Giro d’Italia: Narvaez vince la quarta tappa. Ciccone nuova maglia rosa

Jhonatan Narvaez (UAE Team Emirates XRG) ha vinto la quarta tappa del Giro d’Italia 109, la Catanzaro-Cosenza di 138 km, davanti a Orluis Aular (Movistar Team) e Giulio Ciccone (Lidl-Trek).
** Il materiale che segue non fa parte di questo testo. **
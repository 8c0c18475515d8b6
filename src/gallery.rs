//! Image gallery slideshow
//!
//! A small state machine over a fixed slide deck (current index, playing
//! flag, wrap-around navigation) plus a thread-backed player that emits an
//! advance event at a fixed interval while playback is on. The player's
//! lifecycle is tied to the UI playback toggle and is fully independent of
//! the settings core.

use parking_lot::Mutex;
use std::sync::atomic::{AtomicBool, Ordering};
use std::sync::{Arc, mpsc};
use std::thread::{self, JoinHandle};
use std::time::Duration;
use tracing::{debug, info};

/// Interval between automatic slide advances
pub const ADVANCE_INTERVAL: Duration = Duration::from_secs(3);

/// A slide in the gallery
#[derive(Debug, Clone, PartialEq, Eq)]
pub struct Slide {
    /// Deck-unique identifier
    pub id: u32,
    /// Image URL
    pub src: &'static str,
    /// Title overlaid on the image
    pub title: &'static str,
    /// Short description overlaid on the image
    pub description: &'static str,
}

/// The built-in slide deck
pub const SLIDES: [Slide; 6] = [
    Slide {
        id: 1,
        src: "https://images.unsplash.com/photo-1506905925346-21bda4d32df4?w=600&h=400&fit=crop",
        title: "Mountain peak",
        description: "Mountain landscape wrapped in fog",
    },
    Slide {
        id: 2,
        src: "https://images.unsplash.com/photo-1439066615861-d1af74d74000?w=600&h=400&fit=crop",
        title: "Still lake",
        description: "Crystal clear lake in the forest",
    },
    Slide {
        id: 3,
        src: "https://images.unsplash.com/photo-1507525428034-b723cf961d3e?w=600&h=400&fit=crop",
        title: "Tropical beach",
        description: "Sunset on a tropical shore",
    },
    Slide {
        id: 4,
        src: "https://images.unsplash.com/photo-1500382017468-9049fed747ef?w=600&h=400&fit=crop",
        title: "Flower field",
        description: "Colorful flower field in spring",
    },
    Slide {
        id: 5,
        src: "https://images.unsplash.com/photo-1551632811-561732d1e306?w=600&h=400&fit=crop",
        title: "Snowy mountains",
        description: "Majestic snowy mountains in winter",
    },
    Slide {
        id: 6,
        src: "https://images.unsplash.com/photo-1441974231531-c6227db76b6e?w=600&h=400&fit=crop",
        title: "Forest trail",
        description: "Misty forest trail in autumn colors",
    },
];

/// Event emitted by the slideshow player
#[derive(Debug, Clone, Copy, PartialEq, Eq)]
pub enum SlideEvent {
    /// The slideshow advanced to the slide at this index
    Advanced(usize),
}

/// Slideshow state machine
#[derive(Debug)]
pub struct Slideshow {
    slides: Vec<Slide>,
    current: usize,
    playing: bool,
}

impl Slideshow {
    /// Create a slideshow over the built-in deck
    pub fn new() -> Self {
        Self::with_slides(SLIDES.to_vec())
    }

    /// Create a slideshow over an explicit deck
    ///
    /// The deck must be non-empty; navigation wraps around it.
    pub fn with_slides(slides: Vec<Slide>) -> Self {
        assert!(!slides.is_empty(), "slideshow requires at least one slide");
        Self {
            slides,
            current: 0,
            playing: false,
        }
    }

    /// The currently shown slide
    pub fn current_slide(&self) -> &Slide {
        &self.slides[self.current]
    }

    /// Index of the currently shown slide
    pub fn current_index(&self) -> usize {
        self.current
    }

    /// Number of slides in the deck
    pub fn len(&self) -> usize {
        self.slides.len()
    }

    /// Whether the deck is empty
    pub fn is_empty(&self) -> bool {
        self.slides.is_empty()
    }

    /// Whether automatic playback is on
    pub fn is_playing(&self) -> bool {
        self.playing
    }

    /// Advance to the next slide, wrapping to the first
    pub fn next(&mut self) -> usize {
        self.current = (self.current + 1) % self.slides.len();
        self.current
    }

    /// Go back to the previous slide, wrapping to the last
    pub fn previous(&mut self) -> usize {
        self.current = if self.current == 0 {
            self.slides.len() - 1
        } else {
            self.current - 1
        };
        self.current
    }

    /// Jump to a slide by index; out-of-range selections are ignored
    pub fn select(&mut self, index: usize) {
        if index < self.slides.len() {
            self.current = index;
        }
    }

    /// Toggle automatic playback, returning the new state
    pub fn toggle_playback(&mut self) -> bool {
        self.playing = !self.playing;
        debug!("Slideshow playback: {}", self.playing);
        self.playing
    }
}

impl Default for Slideshow {
    fn default() -> Self {
        Self::new()
    }
}

/// Thread-backed player driving a shared slideshow while playback is on
///
/// While running, the player advances the slideshow every
/// [`ADVANCE_INTERVAL`] and emits the new index on its event channel. `stop`
/// raises a flag the thread observes on its next wakeup; dropping the handle
/// without `stop` leaves the thread running for the process lifetime, which
/// matches a page-lifetime timer.
pub struct SlideshowPlayer {
    slideshow: Arc<Mutex<Slideshow>>,
    event_sender: mpsc::SyncSender<SlideEvent>,
    interval: Duration,
    running: Arc<AtomicBool>,
}

impl SlideshowPlayer {
    /// Create a player over a shared slideshow
    pub fn new(
        slideshow: Arc<Mutex<Slideshow>>,
        event_sender: mpsc::SyncSender<SlideEvent>,
    ) -> Self {
        Self::with_interval(slideshow, event_sender, ADVANCE_INTERVAL)
    }

    /// Create a player with an explicit advance interval (used by tests)
    pub fn with_interval(
        slideshow: Arc<Mutex<Slideshow>>,
        event_sender: mpsc::SyncSender<SlideEvent>,
        interval: Duration,
    ) -> Self {
        Self {
            slideshow,
            event_sender,
            interval,
            running: Arc::new(AtomicBool::new(false)),
        }
    }

    /// Handle for stopping the player from another thread
    pub fn stop_handle(&self) -> Arc<AtomicBool> {
        Arc::clone(&self.running)
    }

    /// Start the player thread
    ///
    /// Marks the shared slideshow as playing and advances it on each tick
    /// until stopped. Ticks while the slideshow has playback toggled off are
    /// skipped, so pausing does not require tearing the thread down.
    pub fn start(self) -> JoinHandle<()> {
        self.running.store(true, Ordering::SeqCst);
        self.slideshow.lock().playing = true;
        info!("Slideshow player started");

        thread::spawn(move || {
            while self.running.load(Ordering::SeqCst) {
                thread::sleep(self.interval);
                if !self.running.load(Ordering::SeqCst) {
                    break;
                }

                let index = {
                    let mut slideshow = self.slideshow.lock();
                    if !slideshow.is_playing() {
                        continue;
                    }
                    slideshow.next()
                };

                // A full or disconnected consumer must not stall the timer
                if self.event_sender.try_send(SlideEvent::Advanced(index)).is_err() {
                    debug!("Slide event dropped");
                }
            }
            info!("Slideshow player stopped");
        })
    }

    /// Request the player thread to stop after its current tick
    pub fn stop(running: &AtomicBool) {
        running.store(false, Ordering::SeqCst);
    }
}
Giulio Ciccone è la nuova Maglia Rosa di leader della classifica generale.

ORDINE D’ARRIVO
1 – Jhonatan Narvaez (UAE Team Emirates XRG) – 138 km in 3h08’46”, media di 43.863 km/h
2 – Orluis Aular (Movistar Team) s.t.
3 – Giulio Ciccone (Lidl-Trek) s.t.

CLASSIFICA GENERALE
1 – Giulio Ciccone (Lidl-Trek)
2 – Jan Christen (UAE Team Emirates XRG) a 4″
3 – Florian Stork (Tudor Pro Cycling Team) a 4″

LE MAGLIE UFFICIALI

Le maglie di leader del Giro d’Italia sono disegnate da CASTELLI

  • Maglia Rosa, leader della Classifica Generale, sponsorizzata Io Sono Friuli Venezia Giulia – Giulio Ciccone (Lidl-Trek)
  • Maglia Ciclamino, leader della Classifica a Punti, in collaborazione con ITA – Italian Trade Agency – Paul Magnier (Soudal Quick-Step)
  • Maglia Azzurra, leader del Gran Premio della Montagna, sponsorizzata Banca Mediolanum – Diego Pablo Sevilla (Team Polti VisitMalta)
  • Maglia Bianca, leader della Classifica dei Giovani, nati dopo il 01/01/2001, sponsorizzata Conad – Jan Christen (UAE Team Emirates XRG)

DICHIARAZIONI

Pochi secondi dopo aver attraversato il traguardo, il vincitore di tappa Jhonatan Narvaez ha dichiarato: “Questa vittoria è davvero enorme per me. Dopo la mia caduta in Australia a gennaio, ho trascorso tre mesi ad allenarmi in Ecuador. Voglio ringraziare mia moglie, la mia famiglia e la mia squadra che mi hanno sostenuto in questo periodo difficile. Ovviamente la dedico ai miei compagni che hanno dovuto lasciare il Giro. Abbiamo lavorato bene per conquistare questa tappa. Jan [Christen] è un grande ragazzo, oggi stava cercando di prendere la Maglia Rosa. È un giovane che deve ancora imparare a correre. Ha fatto un grande finale e, per quanto mi riguarda, con lui davanti era solo questione di aspettare lo sprint. Ho affrontato molto bene la curva, poi nell’ultimo rettilineo si è trattato solo di avere le gambe giuste”.